Ha dunque distinto l’impossibilità, per la minore, di vedere riconosciuto il legame di filiazione con il padre biologico, da quello con la madre intenzionale.

Quanto al primo profilo, la Corte ha ribadito che l’art. 8 CEDU esige che il diritto interno offra una possibilità di riconoscere il legame tra un minore nato da maternità surrogata praticata all’estero e padre intenzionale, allorché questo sia anche il padre biologico, e che rientra nella sfera di discrezionalità dei singoli Stati la scelta dei mezzi per assicurare il riconoscimento di tale legame, purché essi siano adeguati e sufficienti ad assicurare il rispetto degli obblighi positivi che discendono dalla Convenzione.
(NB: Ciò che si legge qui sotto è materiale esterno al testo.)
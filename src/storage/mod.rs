mod handle;

use std::{
    fs,
    path::{Path, PathBuf},
};

use log::{debug, info};
use rusqlite::{Connection, OpenFlags};
use uuid::Uuid;

pub use handle::{DatabaseHandle, EphemeralFile};

use crate::{
    core::{ErrorKind, SQLError},
    lesson::{is_valid_lesson_id, ExerciseMode},
};

/// Handles acquired for one validation request.
pub enum Provisioned {
    /// One read-only handle serves both statements.
    Shared(DatabaseHandle),
    /// Independent private copies, so neither statement sees the other's changes.
    Isolated {
        student: DatabaseHandle,
        reference: DatabaseHandle,
    },
}

impl Provisioned {
    pub fn student(&self) -> &DatabaseHandle {
        match self {
            Provisioned::Shared(handle) => handle,
            Provisioned::Isolated { student, .. } => student,
        }
    }

    pub fn reference(&self) -> &DatabaseHandle {
        match self {
            Provisioned::Shared(handle) => handle,
            Provisioned::Isolated { reference, .. } => reference,
        }
    }
}

/// The directory holding one canonical `lesson_<id>.db` per lesson. Canonical
/// files are only ever opened read-only or copied.
#[derive(Debug, Clone)]
pub struct DatasetStore {
    data_dir: PathBuf,
}

impl DatasetStore {
    pub fn new(data_dir: impl Into<PathBuf>) -> Self {
        Self {
            data_dir: data_dir.into(),
        }
    }

    pub fn data_dir(&self) -> &Path {
        &self.data_dir
    }

    pub fn canonical_path(&self, lesson_id: &str) -> PathBuf {
        self.data_dir.join(format!("lesson_{lesson_id}.db"))
    }

    pub fn acquire(&self, lesson_id: &str, mode: ExerciseMode) -> Result<Provisioned, SQLError> {
        match mode {
            ExerciseMode::ReadOnly => Ok(Provisioned::Shared(self.open_shared(lesson_id)?)),
            ExerciseMode::MutationTeaching => {
                let student = self.fork(lesson_id)?;
                let reference = self.fork(lesson_id)?;
                Ok(Provisioned::Isolated { student, reference })
            }
        }
    }

    /// Opens the canonical dataset in read-only mode.
    pub fn open_shared(&self, lesson_id: &str) -> Result<DatabaseHandle, SQLError> {
        let path = self.existing_canonical(lesson_id)?;
        let flags = OpenFlags::SQLITE_OPEN_READ_ONLY | OpenFlags::SQLITE_OPEN_NO_MUTEX;
        let conn = Connection::open_with_flags(&path, flags).map_err(|e| {
            SQLError::resource(format!("cannot open {}: {e}", path.display()))
        })?;
        debug!("Opened shared dataset {}", path.display());
        Ok(DatabaseHandle::shared(conn))
    }

    /// Copies the canonical dataset to a fresh uniquely named file and opens
    /// the copy read-write. The copy is deleted when the handle is dropped.
    pub fn fork(&self, lesson_id: &str) -> Result<DatabaseHandle, SQLError> {
        let source = self.existing_canonical(lesson_id)?;
        let target = self.data_dir.join(format!(
            "temp_{lesson_id}_{}.db",
            Uuid::new_v4().simple()
        ));
        let file = EphemeralFile::copy_from(&source, target)?;
        let flags = OpenFlags::SQLITE_OPEN_READ_WRITE | OpenFlags::SQLITE_OPEN_NO_MUTEX;
        // On failure `file` is dropped here and the copy removed.
        let conn = Connection::open_with_flags(file.path(), flags).map_err(|e| {
            SQLError::resource(format!("cannot open {}: {e}", file.path().display()))
        })?;
        info!("Forked lesson {} into {}", lesson_id, file.path().display());
        Ok(DatabaseHandle::ephemeral(conn, file))
    }

    fn existing_canonical(&self, lesson_id: &str) -> Result<PathBuf, SQLError> {
        if !is_valid_lesson_id(lesson_id) {
            return Err(SQLError::new(ErrorKind::InputError, "Lesson not found"));
        }
        let path = self.canonical_path(lesson_id);
        if !fs::metadata(&path).map_or(false, |m| m.is_file()) {
            return Err(SQLError::resource(format!(
                "Database not found: lesson_{lesson_id}.db"
            )));
        }
        Ok(path)
    }
}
Nel caso in esame, la Corte ha sottolineato che, nonostante il parere positivo delle Procure, il Tribunale non si era pronunciato specificamente sulla domanda sussidiaria di trascrizione parziale dell’atto di nascita, e la Corte d’Appello aveva rigettato la richiesta per una questione di forma. Secondo la Corte, dunque, le autorità nazionali non avevano né adeguatamente bilanciato i diversi interessi in gioco, né considerato  le esigenze di celerità ed efficacia richieste nelle procedure.
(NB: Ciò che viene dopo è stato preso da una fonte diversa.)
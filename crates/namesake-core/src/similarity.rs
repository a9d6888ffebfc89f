//! Name similarity scoring.

/// Score returned for `name` / `name<digits>` pairs.
pub const PREFIX_DIGITS_SCORE: f64 = 0.9;

/// Ratios above this are accepted without running the finer heuristics.
pub const CHEAP_ACCEPT: f64 = 0.8;

/// Multiplier applied to the ratio when the length gap is large.
pub const GAP_PENALTY: f64 = 0.7;

/// Floor applied by the near-equal and suffix-extension boosts.
pub const BOOST_FLOOR: f64 = 0.7;

/// Names shorter than this use the positional shortcut instead of full
/// Levenshtein.
const SHORT_NAME_LEN: usize = 10;

/// Longest suffix that still counts as a "small extension" of a name.
const MAX_EXTENSION_SUFFIX: usize = 5;

const NEAR_EQUAL_MIN_LEN: usize = 4;
const NEAR_EQUAL_MAX_DIFF: usize = 2;

const WEIGHT_RATIO: f64 = 0.3;
const WEIGHT_POSITIONAL: f64 = 0.3;
const WEIGHT_EDIT: f64 = 0.4;

/// Score the similarity of two entry names in `[0, 1]`.
///
/// `score(a, a)` is `1.0` for every `a`, including the empty string.
///
/// Names are rated with an ordered ladder of rules. Pure edit distance
/// conflates superficially different words ("Cursor" vs "Curolos"), so the
/// ladder first catches incremental-suffix variants ("file", "file1",
/// "file_v2") and only then falls back to a weighted blend of distance
/// measures.
///
/// # Rules (first match wins)
///
/// 1. Both names are lowercased and compared per `char`.
/// 2. The shorter name is a prefix of the longer and the remainder is all
///    decimal digits: [`PREFIX_DIGITS_SCORE`].
/// 3. The length gap exceeds half the shorter length: `0.0`.
/// 4. Ratcliff/Obershelp ratio above [`CHEAP_ACCEPT`]: that ratio.
/// 5. Length gap above half the shorter length: ratio × [`GAP_PENALTY`].
/// 6. Equal lengths (≥ 4) with at most two differing positions:
///    `max(ratio, BOOST_FLOOR)`.
/// 7. One name extends the other by at most five characters:
///    `max(ratio, BOOST_FLOOR)`.
/// 8. Otherwise `0.3 × ratio + 0.3 × positional + 0.4 × edit`.
///
/// # Symmetry
///
/// The ladder picks "shorter" as `a` when the lengths are equal, so the
/// function is not guaranteed to be bit-identical under argument swap. Callers
/// always score `seed` against `candidate` in that order.
pub fn score(a: &str, b: &str) -> f64 {
    let a: Vec<char> = a.to_lowercase().chars().collect();
    let b: Vec<char> = b.to_lowercase().chars().collect();

    let (shorter, longer) = if a.len() <= b.len() { (&a, &b) } else { (&b, &a) };
    let gap = longer.len() - shorter.len();
    let is_prefix = longer.starts_with(shorter);

    if gap > 0 && is_prefix && longer[shorter.len()..].iter().all(char::is_ascii_digit) {
        return PREFIX_DIGITS_SCORE;
    }

    let gap_too_large = gap as f64 > shorter.len() as f64 / 2.0;
    if gap_too_large {
        return 0.0;
    }

    let baseline = ratio(&a, &b);
    if baseline > CHEAP_ACCEPT {
        return baseline;
    }
    if gap_too_large {
        return baseline * GAP_PENALTY;
    }

    let differing = differing_positions(&a, &b);
    let positional = (shorter.len() - differing) as f64 / longer.len() as f64;
    let edit = edit_ratio(&a, &b, differing).unwrap_or(baseline);

    if gap == 0 && a.len() >= NEAR_EQUAL_MIN_LEN && differing <= NEAR_EQUAL_MAX_DIFF {
        return baseline.max(BOOST_FLOOR);
    }
    if is_prefix && gap <= MAX_EXTENSION_SUFFIX {
        return baseline.max(BOOST_FLOOR);
    }

    WEIGHT_RATIO * baseline + WEIGHT_POSITIONAL * positional + WEIGHT_EDIT * edit
}

/// Ratcliff/Obershelp similarity: `2 * M / (|a| + |b|)` where `M` is the
/// total size of the matching blocks.
///
/// Two empty inputs are identical and score `1.0`.
pub fn ratio(a: &[char], b: &[char]) -> f64 {
    let total = a.len() + b.len();
    if total == 0 {
        return 1.0;
    }
    2.0 * matching_characters(a, b) as f64 / total as f64
}

/// Classic Levenshtein distance (insert, delete, substitute all cost 1).
pub fn levenshtein(a: &[char], b: &[char]) -> usize {
    if a.is_empty() {
        return b.len();
    }
    if b.is_empty() {
        return a.len();
    }

    let mut prev: Vec<usize> = (0..=b.len()).collect();
    let mut curr = vec![0usize; b.len() + 1];

    for (i, ca) in a.iter().enumerate() {
        curr[0] = i + 1;
        for (j, cb) in b.iter().enumerate() {
            let substitute = prev[j] + usize::from(ca != cb);
            curr[j + 1] = substitute.min(prev[j + 1] + 1).min(curr[j] + 1);
        }
        std::mem::swap(&mut prev, &mut curr);
    }
    prev[b.len()]
}

/// `1 - distance / max_len`, or `None` when both names are empty.
///
/// Short names use `differing positions + length gap` as the distance.
fn edit_ratio(a: &[char], b: &[char], differing: usize) -> Option<f64> {
    let max_len = a.len().max(b.len());
    if max_len == 0 {
        return None;
    }
    let distance = if max_len < SHORT_NAME_LEN {
        differing + a.len().abs_diff(b.len())
    } else {
        levenshtein(a, b)
    };
    Some(1.0 - distance as f64 / max_len as f64)
}

/// Number of aligned positions (over the shorter length) whose characters differ.
fn differing_positions(a: &[char], b: &[char]) -> usize {
    a.iter().zip(b).filter(|(x, y)| x != y).count()
}

/// Total size of the matching blocks found by recursively taking the longest
/// common run and repeating on the pieces to its left and right.
fn matching_characters(a: &[char], b: &[char]) -> usize {
    let mut total = 0;
    let mut pending = vec![(0, a.len(), 0, b.len())];

    while let Some((alo, ahi, blo, bhi)) = pending.pop() {
        let (i, j, k) = longest_match(a, b, alo, ahi, blo, bhi);
        if k == 0 {
            continue;
        }
        total += k;
        if alo < i && blo < j {
            pending.push((alo, i, blo, j));
        }
        if i + k < ahi && j + k < bhi {
            pending.push((i + k, ahi, j + k, bhi));
        }
    }
    total
}

/// Longest common run of `a[alo..ahi]` and `b[blo..bhi]`.
///
/// Ties resolve to the earliest start in `a`, then the earliest start in `b`.
fn longest_match(
    a: &[char],
    b: &[char],
    alo: usize,
    ahi: usize,
    blo: usize,
    bhi: usize,
) -> (usize, usize, usize) {
    let (mut best_i, mut best_j, mut best_k) = (alo, blo, 0);
    let width = bhi - blo;
    let mut prev = vec![0usize; width + 1];
    let mut curr = vec![0usize; width + 1];

    for i in alo..ahi {
        for j in blo..bhi {
            let col = j - blo + 1;
            curr[col] = if a[i] == b[j] { prev[col - 1] + 1 } else { 0 };
            if curr[col] > best_k {
                best_k = curr[col];
                best_i = i + 1 - best_k;
                best_j = j + 1 - best_k;
            }
        }
        std::mem::swap(&mut prev, &mut curr);
    }
    (best_i, best_j, best_k)
}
Quanto, in particolare, al requisito dell’efficacia, la Corte ha sottolineato che il rigetto dei pareri delle procure non era stato motivato; che il diniego della domanda di trascrizione parziale era esclusivamente espressione di un eccessivo formalismo, non pertinente nel quadro di una procedura avente ad oggetto l’interesse superiore dei un minore; e che non era stato indicato alcun mezzo alternativo per consentire lo stabilimento del legame di filiazione tra la minore e il padre biologico. Quanto all’esigenza di celerità, la Corte ha evidenziato che erano ormai decorsi quattro anni dalla domanda di trascrizione dell’atto di nascita, senza che le autorità giurisdizionali avessero preso alcuna decisione tesa alla protezione del superiore interesse della minore, né fosse stata prospettata alcuna soluzione alternativa.  
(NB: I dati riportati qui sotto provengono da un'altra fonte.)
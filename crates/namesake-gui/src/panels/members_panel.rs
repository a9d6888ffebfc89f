/// Central panel: members of the selected group with their exclusion toggles.
///
/// Excluded members are greyed out and stay where they are when the group is
/// merged.
use crate::state::{AppPhase, AppState, Command};
use crate::theme::NamesakeTheme;
use egui::Ui;
use namesake_core::model::{EntryKind, Group};

/// Draw the selected group's members.
pub fn members_panel(ui: &mut Ui, state: &AppState) -> Vec<Command> {
    let mut commands = Vec::new();
    let theme = NamesakeTheme::for_mode(state.dark_mode);

    let Some((index, group)) = state
        .selected_group
        .and_then(|i| state.groups.get(i).map(|g| (i, g)))
    else {
        ui.centered_and_justified(|ui| {
            ui.label(
                egui::RichText::new("Select a group on the left")
                    .size(14.0)
                    .color(theme.text_muted),
            );
        });
        return commands;
    };

    ui.horizontal(|ui| {
        ui.label(
            egui::RichText::new(group.seed().name.as_str())
                .strong()
                .size(16.0)
                .color(theme.accent),
        );
        ui.label(
            egui::RichText::new(format!("{} similar items", group.len()))
                .size(12.0)
                .color(theme.text_muted),
        );
    });
    ui.separator();

    egui::ScrollArea::vertical()
        .auto_shrink([false, true])
        .max_height((ui.available_height() - 48.0).max(80.0))
        .show(ui, |ui| {
            for member in group.members() {
                let excluded = state.exclusions.is_excluded(&member.path);
                ui.horizontal(|ui| {
                    let mut included = !excluded;
                    if ui
                        .checkbox(&mut included, "")
                        .on_hover_text(if excluded {
                            "Include in the merge"
                        } else {
                            "Leave this item where it is"
                        })
                        .changed()
                    {
                        let path = member.path.clone();
                        commands.push(if included {
                            Command::Include(path)
                        } else {
                            Command::Exclude(path)
                        });
                    }

                    let (icon, icon_color) = match member.kind {
                        EntryKind::Folder => ("📁", theme.folder_icon),
                        EntryKind::File => ("📄", theme.file_icon),
                    };
                    let name_color = if excluded {
                        theme.text_muted
                    } else {
                        theme.text_primary
                    };
                    ui.label(egui::RichText::new(icon).color(icon_color));
                    let mut name = egui::RichText::new(member.name.as_str()).color(name_color);
                    if excluded {
                        name = name.strikethrough();
                    }
                    ui.label(name);
                    ui.label(
                        egui::RichText::new(member.kind.label())
                            .size(11.0)
                            .color(theme.text_muted),
                    );
                });
            }
        });

    ui.add_space(8.0);
    ui.separator();

    let eligible = state.eligible_members(group).len();
    let idle = state.phase == AppPhase::Results;
    ui.horizontal(|ui| {
        let can_merge = idle && eligible >= Group::MIN_MEMBERS;
        if ui
            .add_enabled(
                can_merge,
                egui::Button::new(format!("⤵ Merge {eligible} items…"))
                    .min_size(egui::vec2(120.0, 28.0)),
            )
            .on_disabled_hover_text("At least two included items are needed")
            .clicked()
        {
            commands.push(Command::OpenMerge(index));
        }

        let excluded_here = group.len() - eligible;
        if excluded_here > 0 {
            ui.label(
                egui::RichText::new(format!("{excluded_here} excluded"))
                    .size(12.0)
                    .color(theme.warning),
            );
        }
    });

    commands
}
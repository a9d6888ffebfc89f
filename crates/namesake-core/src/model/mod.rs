/// Data model for Namesake.
///
/// Re-exports the directory entry and group types.
pub mod entry;
pub mod group;

pub use entry::{Entry, EntryKind};
pub use group::Group;
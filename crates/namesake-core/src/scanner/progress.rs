/// Messages sent from the background workers to the UI thread.
use crate::model::Group;
use crate::rescan::RescanOutcome;
use std::sync::Arc;
use std::time::Duration;

/// Progress of a full scan.
#[derive(Debug)]
pub enum ScanProgress {
    /// Periodic update while entries are being grouped.
    Update {
        processed: usize,
        total: usize,
        current: String,
    },
    /// Grouping finished; `groups` replaces whatever the UI held before.
    Complete {
        groups: Vec<Arc<Group>>,
        entry_count: usize,
        duration: Duration,
    },
    /// The directory could not be listed. Prior groups stay valid.
    Failed { message: String },
    /// Scan was cancelled by the user.
    Cancelled,
}

/// Result of an incremental rescan worker.
#[derive(Debug)]
pub enum RescanMessage {
    Done {
        outcome: RescanOutcome,
        duration: Duration,
    },
    Failed { message: String },
}
//! Namesake -- find near-identical file and folder names and fold them into
//! one folder.
//!
//! Thin binary entry point. All logic lives in the `namesake-core`
//! and `namesake-gui` crates.

#![cfg_attr(not(debug_assertions), windows_subsystem = "windows")]

use namesake_core::config::Config;
use std::path::PathBuf;
use tracing_subscriber::EnvFilter;

fn main() -> anyhow::Result<()> {
    // Initialise structured logging; RUST_LOG overrides the default level.
    tracing_subscriber::fmt()
        .with_env_filter(
            EnvFilter::try_from_default_env().unwrap_or_else(|_| EnvFilter::new("info")),
        )
        .init();

    tracing::info!("Namesake starting");

    let config = Config::load();
    let directory = std::env::args_os().nth(1).map(PathBuf::from);

    // Build application state *before* opening the window so the initial scan
    // is already under way when the first frame renders.
    let state = namesake_gui::NamesakeState::build(config, directory);

    let options = eframe::NativeOptions {
        viewport: eframe::egui::ViewportBuilder::default()
            .with_title("Namesake")
            .with_inner_size([1024.0, 680.0])
            .with_min_inner_size([640.0, 400.0]),
        ..Default::default()
    };

    eframe::run_native(
        "Namesake",
        options,
        Box::new(|cc| {
            Ok(Box::new(namesake_gui::NamesakeApp::with_state(
                cc, state,
            )))
        }),
    )
    .map_err(|e| anyhow::anyhow!("eframe error: {e}"))?;

    Ok(())
}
La Corte ha dunque concluso per la sussistenza di una violazione degli obblighi positivi di natura procedurale nascenti dall’art. 8 della Convenzione, per quanto concerne lo stabilimento della filiazione tra la minore ricorrente e il padre biologico, non essendo stato il processo decisionale sufficientemente ancorato all’interesse superiore del minore, a favore invece di un eccessivo formalismo, e non avendo le autorità nazionali cooperato con le parti, ad esempio indicando loro soluzioni alternative indipendentemente dalle domande formulate dalle parti stesse.

Quanto, invece, al legame di filiazione tra la minore e la madre intenzionale, la Corte ha ricordato la possibilità per la donna di chiedere l’adozione in casi particolari, sulla base dell’art. 44, lett. d), della legge n. 184 del 1983. Non vi è, dunque, secondo la Corte, un’impossibilità generale e assoluta, per la madre d’intenzione, di vedere giuridicamente riconosciuto il suo legame con la ricorrente e, per questo motivo, il diniego di trascrizione dell’atto di nascita della minore, su questo versante, non ha integrato una violazione dell’art. 8 CEDU.